Sally Starr was 28; five feet, four inches tall and weighed 118 pounds. With her winning smile showing gleaming white--although capped--teeth, and a vivacious, outgoing infectious personality and superior acting talent, she was a natural for the lead role in the fifteenth version of "Snow White and the Seven Dwarfs."
At her young age, she was already an accomplished actress, having won an Oscar for best supporting actress three years earlier for her role in "It's a Long Way to Mongolia." She received this award despite being on the screen for a total of 14 minutes. Such was the riveting nature of her bravado performance as the driver of the chariot. The following year, she won a Golden Globe and Screen Actors Guild award for her supporting role in "Two Quarters Do Not a Dollar Make." Fresh from this double victory, Sally was offered the lead role in the Broadway play "Halt, Who Goes There?", for which she won a Tony Award as best actress.
Not satisfied with being an award-winning actress, Sally went into a recording studio on a dare from her manager and cut an album of 11 songs she wrote and, in less than two months, her debut album, entitled "Songs From a Leaking Pen," achieved platinum status, and she won four Grammies for her work. (For the curious, she won "Best Album," "Best Song," Best Album Cover," and "Best Performance by a Female With Capped Teeth."
But all of these awards couldn't fill the emptiness in her heart. She was an only child; her parents both died in an automobile accident while driving home from the Grammy Award Show; and she had no boyfriend. Oh, she had a brief whirlwind affair, quickie marriage and just as quickie a divorce 10 years earlier, but nothing of a more permanent, stable nature. Men, she believed, were intimidated by her good looks, and perhaps envious of her early success.
One day, at a book-signing session following publication of her autobiography entitled "Sally," that made the New York Times' best-selling list, a young man appeared in front of her--the last to seek her autograph. As their eyes met, something clicked. It was the sound of the pen.
But it went further than that. After signing the book, this young man introduced himself to her and together they went over to a nearby bar and began a long conversation.

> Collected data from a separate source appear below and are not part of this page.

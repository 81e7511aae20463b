//! Error types shared across the synchronization stack.

use hudsync_shared::UnknownScope;
use thiserror::Error;

/// Errors surfaced by store, session, and transport operations.
#[derive(Error, Debug)]
pub enum SyncError {
    /// An inbound payload named a scope the store does not track.
    #[error(transparent)]
    UnknownScope(#[from] UnknownScope),

    /// The transport rejected or failed to deliver an outbound message.
    #[error("transport send failed: {0}")]
    Transport(String),

    /// Configuration could not be read or parsed.
    #[error("invalid configuration: {0}")]
    InvalidConfig(String),
}

/// Convenience alias for fallible synchronization operations.
pub type SyncResult<T> = Result<T, SyncError>;

#[cfg(test)]
mod tests {
    use super::*;

    #[test]
    fn test_unknown_scope_message_names_the_scope() {
        let err = SyncError::from(UnknownScope("HeroData".to_string()));
        assert!(err.to_string().contains("HeroData"));
    }

    #[test]
    fn test_transport_error_is_descriptive() {
        let err = SyncError::Transport("channel closed".to_string());
        assert_eq!(err.to_string(), "transport send failed: channel closed");
    }
}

Harry Wallett was a 33-year-old self-made businessman, a college graduate in business administration and a bit of a sharpshooter who tried out for the Olympics biathlon team, who had just lost his wife in an automobile accident following a tragic medical diagnosis. Oh my, Sally said, telling Harry that she had lost her parents under the same tragic circumstances of a car crash. Now something really clicked, and this time it wasn't the sound of any pen. They were falling in love. Especially after he told her his net worth was over $500 million.
Sally never really liked acting; she hated playing other people. She just wanted to be herself. Wally was also an only child whose parents died of cancer within a year of each other. Two highly successful, but lonely people shared their life stories that fateful day. They quickly discovered that for all their success, both were interested in the simple things in life. To them, the real beautify of life was its simplicity. No goldfish bowl; no need to live the life others would want them to live.
Within a few weeks, Harry and Sally gave most of their wealth to charity and to fund certain federal assistance programs. In their words, they decided to gift it away. Sally stopped wearing her blonde wig, stopped using makeup to cover her acne and zits, stopped wearing the one-inch lift in her left shoe and gave up Hollywood (she knew Hollywood would drop her like a leper once they saw the "real" Sally) and moved in with Harry. As Sally was revealing the real her to him, Harry discarded the upper bridge that served as his two front teeth; the fake eyebrows; and the makeup that hid his scarred face, the result of a childhood prank involving lighter fluid and matches. The two of them each found a soul mate; looks didn't matter. They looked forward to a lifetime of happiness. And it all started when Harry met Sally.